The false potato beetle (Leptinotarsa juncta) was the only species for which horsenettle’s resistance levels were negatively associated with levels of folivory in the field populations. That is, the horsenettle populations with higher levels of resistance to false potato beetles (determined operationally in the common garden) tended to suffer lower levels of leaf-feeding by this species in the source fields. Why false potato beetles would be the only herbivore showing this pattern is not clear. One reason why the patterns might differ among species of herbivores is that the more mobile species would be able to sample among populations and thus choose to feed and oviposit on plants in populations with relatively low resistance. Despite their bulky bodies and lumbering gait, adult potato beetles can fly long distances to locate host-plant populations (Boiteau 2001). Whether they are better at this than the other species of herbivores included in this study is not known.

It may also be important that false potato beetles do not restrict their feeding to leaves, but they also do considerable damage to flowers and fruits. Florivory and frugivory by potato beetles have been found to impose much stronger directional selection to increase resistance in horsenettle than does stem boring or leaf damage by any herbivore species (Wise and Rausher 2013). Resistance against potato beetles may thus be more important to horsenettle than to the other five herbivores in this study. As a result, resistance may be strong enough to affect potato beetle density more than it affects the density of the other herbivores included in this study. However, such rationale is not consistent with the observed pattern that flea beetle damage in the field was strongly positively correlated with resistance levels—even though selection for flea beetle resistance was stronger than selection for resistance to the stem borer or to any of the other folivores (Wise and Rausher 2013).

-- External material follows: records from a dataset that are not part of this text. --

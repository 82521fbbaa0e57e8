// SPDX-License-Identifier: Apache-2.0

//! The buffering stage.
//!
//! Accumulates an entire byte stream in memory and hands the complete
//! chunk list to a consumer that needs random access, e.g. a framed binary
//! decoder. The assembler inserts this stage automatically when a byte
//! stream feeds a buffer-list consumer.

use crate::error::Error;
use crate::pipeline::PumpHandle;
use crate::stage::{
    BufferListConsumer, ByteStreamConsumer, Consumer, DataInterface, Producer, Stage,
    already_bound, binding_error,
};
use bytes::Bytes;
use std::cell::RefCell;
use std::rc::Rc;

/// Accumulates a whole byte stream and delivers it as one buffer list.
pub struct BufferingStage {
    buffers: Vec<Bytes>,
    consumer: Option<Rc<RefCell<dyn BufferListConsumer>>>,
    scheduler: Option<PumpHandle>,
    done: bool,
}

impl BufferingStage {
    /// Creates an empty buffering stage.
    #[must_use]
    pub fn new() -> Self {
        BufferingStage {
            buffers: Vec::new(),
            consumer: None,
            scheduler: None,
            done: false,
        }
    }
}

impl Default for BufferingStage {
    fn default() -> Self {
        BufferingStage::new()
    }
}

impl Stage for BufferingStage {
    fn name(&self) -> &'static str {
        "buffering"
    }

    fn data_interface(&self) -> Option<DataInterface> {
        Some(DataInterface::ByteStream)
    }

    fn output_interface(&self) -> Option<DataInterface> {
        Some(DataInterface::BufferList)
    }

    fn connect(&mut self, scheduler: PumpHandle) {
        self.scheduler = Some(scheduler);
    }

    fn is_ready(&self) -> bool {
        // Absorbs the whole stream regardless of downstream tempo.
        !self.done
    }

    fn is_done(&self) -> bool {
        self.done
    }

    fn close(&mut self) {
        self.buffers.clear();
        self.done = true;
    }
}

impl Producer for BufferingStage {
    fn bind(&mut self, consumer: Consumer) -> Result<(), Error> {
        if self.consumer.is_some() {
            return Err(already_bound(self.name()));
        }
        match consumer {
            Consumer::BufferList(consumer) => {
                self.consumer = Some(consumer);
                Ok(())
            }
            other => Err(binding_error(
                self.name(),
                DataInterface::BufferList,
                other.interface(),
            )),
        }
    }
}

impl ByteStreamConsumer for BufferingStage {
    fn on_start(&mut self) {}

    fn on_next(&mut self, chunk: Bytes) {
        if self.done {
            tracing::warn!(stage = self.name(), "dropping chunk delivered after done");
            return;
        }
        self.buffers.push(chunk);
    }

    fn on_complete(&mut self) {
        if self.done {
            return;
        }
        self.done = true;
        let buffers = std::mem::take(&mut self.buffers);
        if let Some(consumer) = self.consumer.clone() {
            consumer.borrow_mut().on_buffer(buffers);
        }
        if let Some(scheduler) = &self.scheduler {
            scheduler.pump_data();
        }
    }

    fn on_error(&mut self, error: Error) {
        self.buffers.clear();
        self.done = true;
        if let Some(scheduler) = &self.scheduler {
            if error.is_regular() {
                scheduler.report_regular_error(error);
            } else {
                scheduler.report_unhandled_error(error);
            }
        }
    }
}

What is most clear from this study is that the community structure of herbivores that share a host plant does not necessarily reflect genetically controlled host-plant resistance levels against the array of herbivores it encounters. If the results for horsenettle are generalizable across systems, then it may be expected that higher densities of a species of herbivore in a host-plant population (relative to other populations of the host plant) are more likely to be associated with higher levels of plant resistance, rather than lower levels of plant resistance, against that herbivore.